On some level, this isn’t a bad suggestion. Electing a candidate of the same party after a two term Presidency has not been a common event in recent American history, especially since the adoption of the 22nd Amendment. Kennedy followed Eisenhower, Nixon followed Kennedy/Johnson, Carter followed Nixon/Ford, Bush followed Clinton, and Obama followed Bush. The only exception to this pattern over the course of fifty years was the election of George H.W. Bush after eight years of Ronald Reagan, and Bush only managed to last for one term. There’s at least some support then for the idea that, at some point, the American public gets burned out on a particular political party controlling the White House. Might that happen in 2016? It’s possible, even with someone as currently personally popular as Clinton heading the top of the ticket. At the same time though, that requires the GOP to be able to present a credible alternative. In order to do that, they’re not going to need just a young, dynamic candidate that looks good on television, they’re going to need a platform of ideas that appeals to the voting public. We saw how that worked out in 2012, and the party has shown no real inclination toward changing it’s platform in the slightest respect. The way that the immigration debate has gone so far is the best exhibit of that, I would submit.

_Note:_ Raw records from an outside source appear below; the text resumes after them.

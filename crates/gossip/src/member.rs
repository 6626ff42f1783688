//! Gossip member records

use std::collections::BTreeMap;
use std::fmt;

use serde::{Deserialize, Serialize};

/// Well-known metadata tag keys announced by every cairn node
pub mod tags {
    /// Unique node name
    pub const ID: &str = "id";
    /// IP of the replication (raft) transport
    pub const RAFT_IP: &str = "raftIP";
    /// Port of the replication (raft) transport
    pub const RAFT_PORT: &str = "raftPort";
    /// IP of the client RPC service
    pub const RPC_IP: &str = "rpcIP";
    /// Port of the client RPC service
    pub const RPC_PORT: &str = "rpcPort";
    /// Present when the node was started in single-node bootstrap mode
    pub const BOOTSTRAP: &str = "bootstrap";
    /// Expect-N value the node was configured with
    pub const EXPECT: &str = "expect";
}

/// Metadata tags attached to a gossip member
#[derive(Debug, Clone, Default, PartialEq, Eq, Serialize, Deserialize)]
#[serde(transparent)]
pub struct Tags(BTreeMap<String, String>);

impl Tags {
    /// Create an empty tag set
    pub fn new() -> Self {
        Self::default()
    }

    /// Get a tag value
    pub fn get(&self, key: &str) -> Option<&str> {
        self.0.get(key).map(String::as_str)
    }

    /// Set a tag value, returning the previous one
    pub fn insert(&mut self, key: impl Into<String>, value: impl Into<String>) -> Option<String> {
        self.0.insert(key.into(), value.into())
    }

    /// Whether the tag is present
    pub fn contains(&self, key: &str) -> bool {
        self.0.contains_key(key)
    }

    /// Number of tags
    pub fn len(&self) -> usize {
        self.0.len()
    }

    /// Whether there are no tags
    pub fn is_empty(&self) -> bool {
        self.0.is_empty()
    }
}

impl<K, V> FromIterator<(K, V)> for Tags
where
    K: Into<String>,
    V: Into<String>,
{
    fn from_iter<I: IntoIterator<Item = (K, V)>>(iter: I) -> Self {
        Self(
            iter.into_iter()
                .map(|(k, v)| (k.into(), v.into()))
                .collect(),
        )
    }
}

/// Liveness of a member as seen by the gossip layer
#[derive(Debug, Clone, Copy, PartialEq, Eq, Serialize, Deserialize)]
pub enum MemberStatus {
    /// Member is alive
    Alive,
    /// Member announced it is leaving
    Leaving,
    /// Member left gracefully
    Left,
    /// Member stopped responding
    Failed,
}

/// A member of the gossip cluster
#[derive(Debug, Clone, PartialEq, Eq, Serialize, Deserialize)]
pub struct Member {
    /// Gossip-level node name
    pub name: String,
    /// Gossip bind address (host:port)
    pub addr: String,
    /// Metadata tags
    pub tags: Tags,
    /// Liveness status
    pub status: MemberStatus,
}

impl Member {
    /// Create an alive member
    pub fn new(name: impl Into<String>, addr: impl Into<String>, tags: Tags) -> Self {
        Self {
            name: name.into(),
            addr: addr.into(),
            tags,
            status: MemberStatus::Alive,
        }
    }

    /// Copy of this member with a different status
    pub fn with_status(&self, status: MemberStatus) -> Self {
        Self {
            status,
            ..self.clone()
        }
    }
}

impl fmt::Display for Member {
    fn fmt(&self, f: &mut fmt::Formatter<'_>) -> fmt::Result {
        write!(f, "{} ({})", self.name, self.addr)
    }
}
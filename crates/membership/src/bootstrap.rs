//! Expect-N quorum bootstrap
//!
//! While expect mode is armed, every join re-evaluates whether the registry
//! holds enough agreeing peers to submit the initial consensus configuration.
//! The configuration is submitted at most once per instance lifetime. A node
//! that finds data in its log never bootstraps.

use std::fmt;
use std::sync::Arc;
use std::sync::atomic::{AtomicBool, Ordering};

use cairn_raft::{Configuration, ConsensusAdaptor, Server, ServerAddress, ServerId};
use parking_lot::Mutex;
use tracing::{debug, error, info};

use crate::registry::PeerRegistry;

/// Expect-mode state of an instance
#[derive(Debug, Clone, Copy, PartialEq, Eq)]
pub enum ExpectMode {
    /// Waiting for this many peers before bootstrapping
    Armed(usize),
    /// A bootstrap submission is in flight
    Bootstrapping,
    /// Bootstrap was attempted or is not wanted; terminal
    Disabled,
}

impl ExpectMode {
    /// Initial mode for a configured expect value
    pub fn from_expect(expect: usize) -> Self {
        if expect == 0 {
            Self::Disabled
        } else {
            Self::Armed(expect)
        }
    }

    /// Whether joins should be routed to the coordinator
    pub fn is_active(&self) -> bool {
        !matches!(self, Self::Disabled)
    }

    /// Expect value while armed, 0 otherwise
    pub fn expect(&self) -> usize {
        match self {
            Self::Armed(n) => *n,
            _ => 0,
        }
    }
}

impl fmt::Display for ExpectMode {
    fn fmt(&self, f: &mut fmt::Formatter<'_>) -> fmt::Result {
        match self {
            Self::Armed(n) => write!(f, "armed({n})"),
            Self::Bootstrapping => f.write_str("bootstrapping"),
            Self::Disabled => f.write_str("disabled"),
        }
    }
}

/// What a single bootstrap evaluation decided
#[derive(Debug, Clone, PartialEq, Eq)]
pub enum BootstrapDecision {
    /// Expect mode was already disabled
    NotArmed,
    /// Another evaluation holds the bootstrap claim
    InProgress,
    /// The log already has entries; expect mode disabled
    AlreadyInitialized {
        /// Last index found in the log
        last_index: u64,
    },
    /// The log index could not be read; expect mode stays armed
    IndexUnavailable,
    /// A peer announced a different expect value; expect mode stays armed
    ConflictingExpect {
        /// Offending peer name
        peer: String,
        /// Expect value it announced
        expect: usize,
    },
    /// A peer announced single-node bootstrap; expect mode stays armed
    ForeignBootstrap {
        /// Offending peer name
        peer: String,
    },
    /// Not enough peers yet
    Waiting {
        /// Peers currently known
        have: usize,
        /// Peers required
        need: usize,
    },
    /// Configuration submitted and accepted
    Bootstrapped {
        /// Configuration that was submitted
        configuration: Configuration,
    },
    /// Configuration submitted and rejected; not retried
    BootstrapFailed {
        /// Configuration that was submitted
        configuration: Configuration,
    },
}

impl BootstrapDecision {
    /// Whether this evaluation called `bootstrap_cluster`
    pub fn submitted(&self) -> bool {
        matches!(
            self,
            Self::Bootstrapped { .. } | Self::BootstrapFailed { .. }
        )
    }
}

/// Performs the one-time bootstrap of the consensus configuration
pub struct BootstrapCoordinator<C: ConsensusAdaptor> {
    consensus: Arc<C>,
    registry: Arc<PeerRegistry>,
    mode: Mutex<ExpectMode>,
    single_attempted: AtomicBool,
}

impl<C: ConsensusAdaptor> BootstrapCoordinator<C> {
    /// Create a coordinator armed with `expect`, or disabled when it is 0
    pub fn new(expect: usize, consensus: Arc<C>, registry: Arc<PeerRegistry>) -> Self {
        Self {
            consensus,
            registry,
            mode: Mutex::new(ExpectMode::from_expect(expect)),
            single_attempted: AtomicBool::new(false),
        }
    }

    /// Current expect mode
    pub fn mode(&self) -> ExpectMode {
        *self.mode.lock()
    }

    /// Whether joins should still be evaluated here
    pub fn is_active(&self) -> bool {
        self.mode.lock().is_active()
    }

    /// Disable expect mode for good
    pub fn disable(&self) {
        *self.mode.lock() = ExpectMode::Disabled;
    }

    /// Decide whether to bootstrap now, and do it if so
    pub async fn evaluate(&self) -> BootstrapDecision {
        let expect = match self.mode() {
            ExpectMode::Armed(n) => n,
            ExpectMode::Bootstrapping => return BootstrapDecision::InProgress,
            ExpectMode::Disabled => return BootstrapDecision::NotArmed,
        };

        match self.consensus.last_applied_index().await {
            Ok(0) => {}
            Ok(last_index) => {
                info!("Consensus data found at index {last_index}, disabling expect mode");
                self.disarm();
                return BootstrapDecision::AlreadyInitialized { last_index };
            }
            Err(e) => {
                error!("Failed to read last consensus index: {e}");
                return BootstrapDecision::IndexUnavailable;
            }
        }

        let peers = self.registry.snapshot();

        if let Some(peer) = peers.iter().find(|p| p.expect != 0 && p.expect != expect) {
            error!(
                "Member {} has a conflicting expect value {} (local {}); all nodes should expect the same number",
                peer, peer.expect, expect
            );
            return BootstrapDecision::ConflictingExpect {
                peer: peer.name.clone(),
                expect: peer.expect,
            };
        }

        if let Some(peer) = peers.iter().find(|p| p.bootstrap) {
            error!("Member {peer} is in bootstrap mode, not bootstrapping with expect");
            return BootstrapDecision::ForeignBootstrap {
                peer: peer.name.clone(),
            };
        }

        if peers.len() < expect {
            debug!("Waiting for peers before bootstrap: {}/{}", peers.len(), expect);
            return BootstrapDecision::Waiting {
                have: peers.len(),
                need: expect,
            };
        }

        // Only one evaluation may move from armed to bootstrapping
        {
            let mut mode = self.mode.lock();
            match *mode {
                ExpectMode::Armed(_) => *mode = ExpectMode::Bootstrapping,
                ExpectMode::Bootstrapping => return BootstrapDecision::InProgress,
                ExpectMode::Disabled => return BootstrapDecision::NotArmed,
            }
        }

        // Snapshot is ordered by replication address
        let configuration: Configuration = peers
            .iter()
            .map(|peer| {
                Server::voter(
                    ServerId(peer.name.clone()),
                    ServerAddress(peer.replication_addr.to_string()),
                )
            })
            .collect();

        info!(
            "Found expected number of peers, attempting bootstrap: {}",
            configuration.addresses().join(",")
        );

        let result = self.consensus.bootstrap_cluster(configuration.clone()).await;
        self.disable();

        match result {
            Ok(()) => {
                info!("Bootstrapped cluster with {} voters", configuration.len());
                BootstrapDecision::Bootstrapped { configuration }
            }
            Err(e) => {
                error!("Failed to bootstrap cluster: {e}");
                BootstrapDecision::BootstrapFailed { configuration }
            }
        }
    }

    /// Bootstrap a cluster made of `local` alone
    ///
    /// Used by nodes started in bootstrap mode. Like the expect path it
    /// never bootstraps over existing log data and submits at most once.
    pub async fn bootstrap_single(&self, local: Server) -> BootstrapDecision {
        if self.single_attempted.load(Ordering::Acquire) {
            return BootstrapDecision::NotArmed;
        }

        match self.consensus.last_applied_index().await {
            Ok(0) => {}
            Ok(last_index) => {
                info!("Consensus data found at index {last_index}, skipping single-node bootstrap");
                self.single_attempted.store(true, Ordering::Release);
                return BootstrapDecision::AlreadyInitialized { last_index };
            }
            Err(e) => {
                error!("Failed to read last consensus index: {e}");
                return BootstrapDecision::IndexUnavailable;
            }
        }

        if self.single_attempted.swap(true, Ordering::AcqRel) {
            return BootstrapDecision::InProgress;
        }

        let configuration: Configuration = std::iter::once(local).collect();
        info!("Bootstrapping single-node cluster at {}", configuration.addresses().join(","));

        match self.consensus.bootstrap_cluster(configuration.clone()).await {
            Ok(()) => BootstrapDecision::Bootstrapped { configuration },
            Err(e) => {
                error!("Failed to bootstrap single-node cluster: {e}");
                BootstrapDecision::BootstrapFailed { configuration }
            }
        }
    }

    /// Disable unless a submission is in flight; that path disables itself
    fn disarm(&self) {
        let mut mode = self.mode.lock();
        if matches!(*mode, ExpectMode::Armed(_)) {
            *mode = ExpectMode::Disabled;
        }
    }
}
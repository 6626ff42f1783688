//! Lock-protected map of known peers

use std::collections::HashMap;
use std::net::SocketAddr;

use parking_lot::Mutex;

use crate::peer::Peer;

/// Peers keyed by replication address
///
/// The first peer seen for an address is kept until it is removed.
#[derive(Debug, Default)]
pub struct PeerRegistry {
    peers: Mutex<HashMap<SocketAddr, Peer>>,
}

impl PeerRegistry {
    /// Create an empty registry
    pub fn new() -> Self {
        Self::default()
    }

    /// Insert the peer unless its address is already known
    ///
    /// Returns true when the peer was inserted.
    pub fn upsert_if_absent(&self, peer: Peer) -> bool {
        let mut peers = self.peers.lock();
        if peers.contains_key(&peer.replication_addr) {
            return false;
        }
        peers.insert(peer.replication_addr, peer);
        true
    }

    /// Remove the peer registered under `replication_addr`
    pub fn remove(&self, replication_addr: &SocketAddr) -> Option<Peer> {
        self.peers.lock().remove(replication_addr)
    }

    /// Copy of the peer registered under `replication_addr`
    pub fn get(&self, replication_addr: &SocketAddr) -> Option<Peer> {
        self.peers.lock().get(replication_addr).cloned()
    }

    /// Copy of all peers, ordered by replication address
    pub fn snapshot(&self) -> Vec<Peer> {
        let mut peers: Vec<Peer> = self.peers.lock().values().cloned().collect();
        peers.sort_by_key(|peer| peer.replication_addr);
        peers
    }

    /// Number of known peers
    pub fn len(&self) -> usize {
        self.peers.lock().len()
    }

    /// Whether no peers are known
    pub fn is_empty(&self) -> bool {
        self.peers.lock().is_empty()
    }

    /// Forget every peer
    pub fn clear(&self) {
        self.peers.lock().clear();
    }
}
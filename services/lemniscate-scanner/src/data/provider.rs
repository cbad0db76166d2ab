//! Data provider abstraction for daily market data.
//!
//! Defines the `BarProvider` trait that every data source implements, so the
//! scanner and the snapshot refresher never depend on a specific upstream.

use async_trait::async_trait;
use thiserror::Error;

use super::PriceBar;

/// Number of trailing bars requested when only the latest price matters.
pub const LATEST_LOOKBACK: usize = 5;

// ============================================================================
// Provider Error
// ============================================================================

/// Errors specific to data providers.
#[derive(Debug, Clone, Error)]
pub enum ProviderError {
    /// Network error (connection failed, reset)
    #[error("Network error: {0}")]
    Network(String),

    /// Rate limit exceeded
    #[error("Rate limited")]
    RateLimited { retry_after_secs: Option<u64> },

    /// Data not available for the requested ticker
    #[error("Data not available: {0}")]
    DataNotAvailable(String),

    /// The upstream answered with something we could not parse
    #[error("Invalid response: {0}")]
    InvalidResponse(String),

    /// The request did not complete in time
    #[error("Request timed out after {0}s")]
    Timeout(u64),
}

impl ProviderError {
    /// Check if the error is recoverable (worth retrying on a later scan)
    pub fn is_recoverable(&self) -> bool {
        matches!(
            self,
            Self::Network(_) | Self::RateLimited { .. } | Self::Timeout(_)
        )
    }
}

// ============================================================================
// Bar Provider Trait
// ============================================================================

/// Trait for daily market data providers.
///
/// Implementations return bars ordered ascending by date. A failure for one
/// ticker is reported through `ProviderError` and never affects other tickers.
#[async_trait]
pub trait BarProvider: Send + Sync {
    /// Get the provider name (e.g., "yahoo", "static")
    fn name(&self) -> &'static str;

    /// Fetch the trailing `lookback` daily bars for a ticker.
    async fn get_daily_bars(
        &self,
        ticker: &str,
        lookback: usize,
    ) -> Result<Vec<PriceBar>, ProviderError>;

    /// Fetch the most recent bars for a live price refresh.
    ///
    /// Default implementation requests a short daily window.
    async fn get_latest_bars(&self, ticker: &str) -> Result<Vec<PriceBar>, ProviderError> {
        self.get_daily_bars(ticker, LATEST_LOOKBACK).await
    }

    /// Fetch the latest usable close for a ticker, if any.
    async fn get_latest_close(&self, ticker: &str) -> Result<Option<f64>, ProviderError> {
        let bars = self.get_latest_bars(ticker).await?;
        Ok(bars
            .iter()
            .rev()
            .map(|b| b.close)
            .find(|c| c.is_finite() && *c > 0.0))
    }
}

// ============================================================================
// Tests
// ============================================================================

#[cfg(test)]
mod tests {
    use super::*;
    use chrono::NaiveDate;

    struct FixedProvider {
        closes: Vec<f64>,
    }

    #[async_trait]
    impl BarProvider for FixedProvider {
        fn name(&self) -> &'static str {
            "fixed"
        }

        async fn get_daily_bars(
            &self,
            _ticker: &str,
            lookback: usize,
        ) -> Result<Vec<PriceBar>, ProviderError> {
            let start = self.closes.len().saturating_sub(lookback);
            Ok(self.closes[start..]
                .iter()
                .enumerate()
                .map(|(i, &close)| PriceBar {
                    date: NaiveDate::from_ymd_opt(2026, 1, 1).unwrap() + chrono::Days::new(i as u64),
                    open: close,
                    high: close,
                    low: close,
                    close,
                    volume: 100.0,
                })
                .collect())
        }
    }

    #[test]
    fn test_recoverable_errors() {
        assert!(ProviderError::Network("reset".into()).is_recoverable());
        assert!(ProviderError::Timeout(15).is_recoverable());
        assert!(ProviderError::RateLimited { retry_after_secs: None }.is_recoverable());
        assert!(!ProviderError::DataNotAvailable("delisted".into()).is_recoverable());
    }

    #[tokio::test]
    async fn test_latest_close_skips_unusable_tail() {
        let provider = FixedProvider {
            closes: vec![10.0, 11.0, 12.5, f64::NAN],
        };
        assert_eq!(provider.get_latest_close("X").await.unwrap(), Some(12.5));
    }

    #[tokio::test]
    async fn test_latest_close_empty_series() {
        let provider = FixedProvider { closes: vec![] };
        assert_eq!(provider.get_latest_close("X").await.unwrap(), None);
    }
}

All bets are off, of course, if Mrs. Clinton decides not to run. At that point, the Democrats will have as wide open a field as Republicans will and, of the names that have been mentioned as second-tier Democratic candidates, none of them seems to be particularly well-suited to being the center of the kind of mass appeal campaign we saw from the Obama camp in 2008 and 2012, and that we’d likely see from the Clinton campaign. Additionally, things could be very different if the Obama years end with an economic downturn or an international crisis that calls the record of the Administration that Clinton was a major part of for four years into serious doubt. At the moment, though, it sees pretty clear that the GOP is going to have to come up with with a lot more than they appear to have now if they end up facing off against Hillary Clinton in the 2016 General Election.